[[ DATASET EXTRACT, beginning ]]

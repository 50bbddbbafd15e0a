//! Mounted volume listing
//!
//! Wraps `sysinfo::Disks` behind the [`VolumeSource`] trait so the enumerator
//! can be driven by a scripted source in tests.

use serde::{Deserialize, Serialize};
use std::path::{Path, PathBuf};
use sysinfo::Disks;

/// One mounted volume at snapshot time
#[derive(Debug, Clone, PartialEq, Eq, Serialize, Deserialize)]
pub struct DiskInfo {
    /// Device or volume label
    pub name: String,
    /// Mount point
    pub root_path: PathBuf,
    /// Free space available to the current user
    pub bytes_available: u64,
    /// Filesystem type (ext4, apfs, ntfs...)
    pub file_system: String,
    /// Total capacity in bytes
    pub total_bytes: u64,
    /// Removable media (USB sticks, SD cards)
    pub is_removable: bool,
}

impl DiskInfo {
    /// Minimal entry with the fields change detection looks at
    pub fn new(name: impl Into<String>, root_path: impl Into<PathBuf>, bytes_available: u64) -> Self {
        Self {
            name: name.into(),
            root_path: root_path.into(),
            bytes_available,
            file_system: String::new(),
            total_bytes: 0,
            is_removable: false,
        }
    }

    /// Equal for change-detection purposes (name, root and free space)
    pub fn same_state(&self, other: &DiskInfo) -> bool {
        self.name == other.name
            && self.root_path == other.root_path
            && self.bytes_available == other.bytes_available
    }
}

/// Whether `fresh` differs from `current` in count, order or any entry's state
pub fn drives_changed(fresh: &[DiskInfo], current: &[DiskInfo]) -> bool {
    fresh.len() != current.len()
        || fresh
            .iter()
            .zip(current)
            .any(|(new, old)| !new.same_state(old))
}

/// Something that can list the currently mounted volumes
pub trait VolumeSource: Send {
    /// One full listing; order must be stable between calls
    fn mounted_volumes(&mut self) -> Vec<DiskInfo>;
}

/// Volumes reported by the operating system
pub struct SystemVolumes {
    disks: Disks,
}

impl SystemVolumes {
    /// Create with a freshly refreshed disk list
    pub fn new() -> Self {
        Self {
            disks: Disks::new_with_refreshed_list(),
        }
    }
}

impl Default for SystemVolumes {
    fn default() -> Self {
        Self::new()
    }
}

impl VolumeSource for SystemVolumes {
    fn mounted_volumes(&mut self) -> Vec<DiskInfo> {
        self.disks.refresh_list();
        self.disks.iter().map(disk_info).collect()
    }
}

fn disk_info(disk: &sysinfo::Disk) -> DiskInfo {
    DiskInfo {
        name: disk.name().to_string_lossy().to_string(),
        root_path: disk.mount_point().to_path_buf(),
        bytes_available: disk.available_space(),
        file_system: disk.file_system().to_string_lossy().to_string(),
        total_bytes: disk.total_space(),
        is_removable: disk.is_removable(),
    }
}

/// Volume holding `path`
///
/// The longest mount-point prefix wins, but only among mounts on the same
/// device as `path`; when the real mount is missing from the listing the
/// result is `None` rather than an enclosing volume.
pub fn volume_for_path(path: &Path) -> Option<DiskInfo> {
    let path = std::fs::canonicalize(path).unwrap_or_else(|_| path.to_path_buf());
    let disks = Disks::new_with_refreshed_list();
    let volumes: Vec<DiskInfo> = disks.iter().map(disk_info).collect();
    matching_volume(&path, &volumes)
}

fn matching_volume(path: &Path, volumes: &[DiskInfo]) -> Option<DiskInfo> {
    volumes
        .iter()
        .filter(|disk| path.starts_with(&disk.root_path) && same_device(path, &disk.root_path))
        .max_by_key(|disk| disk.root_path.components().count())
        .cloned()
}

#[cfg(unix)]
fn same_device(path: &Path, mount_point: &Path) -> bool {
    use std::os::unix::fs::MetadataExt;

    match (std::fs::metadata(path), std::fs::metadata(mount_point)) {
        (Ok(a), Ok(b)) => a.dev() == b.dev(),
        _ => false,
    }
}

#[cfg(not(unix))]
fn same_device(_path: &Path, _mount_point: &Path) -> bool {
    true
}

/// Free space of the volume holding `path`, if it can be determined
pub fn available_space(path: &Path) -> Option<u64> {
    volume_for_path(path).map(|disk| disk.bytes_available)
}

[[ DATASET EXTRACT, end ]]

▶ _TASK DESCRIPTION_: Among the records above, a stretch begins at the line containing "pub trait VolumeSource: Send" and ends at the line containing "use std::os::unix::fs::MetadataExt;". Restate that stretch word for word, and nothing else.

▶ _OUTPUT FOR THIS EXERCISE_:
pub trait VolumeSource: Send {
    /// One full listing; order must be stable between calls
    fn mounted_volumes(&mut self) -> Vec<DiskInfo>;
}

/// Volumes reported by the operating system
pub struct SystemVolumes {
    disks: Disks,
}

impl SystemVolumes {
    /// Create with a freshly refreshed disk list
    pub fn new() -> Self {
        Self {
            disks: Disks::new_with_refreshed_list(),
        }
    }
}

impl Default for SystemVolumes {
    fn default() -> Self {
        Self::new()
    }
}

impl VolumeSource for SystemVolumes {
    fn mounted_volumes(&mut self) -> Vec<DiskInfo> {
        self.disks.refresh_list();
        self.disks.iter().map(disk_info).collect()
    }
}

fn disk_info(disk: &sysinfo::Disk) -> DiskInfo {
    DiskInfo {
        name: disk.name().to_string_lossy().to_string(),
        root_path: disk.mount_point().to_path_buf(),
        bytes_available: disk.available_space(),
        file_system: disk.file_system().to_string_lossy().to_string(),
        total_bytes: disk.total_space(),
        is_removable: disk.is_removable(),
    }
}

/// Volume holding `path`
///
/// The longest mount-point prefix wins, but only among mounts on the same
/// device as `path`; when the real mount is missing from the listing the
/// result is `None` rather than an enclosing volume.
pub fn volume_for_path(path: &Path) -> Option<DiskInfo> {
    let path = std::fs::canonicalize(path).unwrap_or_else(|_| path.to_path_buf());
    let disks = Disks::new_with_refreshed_list();
    let volumes: Vec<DiskInfo> = disks.iter().map(disk_info).collect();
    matching_volume(&path, &volumes)
}

fn matching_volume(path: &Path, volumes: &[DiskInfo]) -> Option<DiskInfo> {
    volumes
        .iter()
        .filter(|disk| path.starts_with(&disk.root_path) && same_device(path, &disk.root_path))
        .max_by_key(|disk| disk.root_path.components().count())
        .cloned()
}

#[cfg(unix)]
fn same_device(path: &Path, mount_point: &Path) -> bool {
    use std::os::unix::fs::MetadataExt;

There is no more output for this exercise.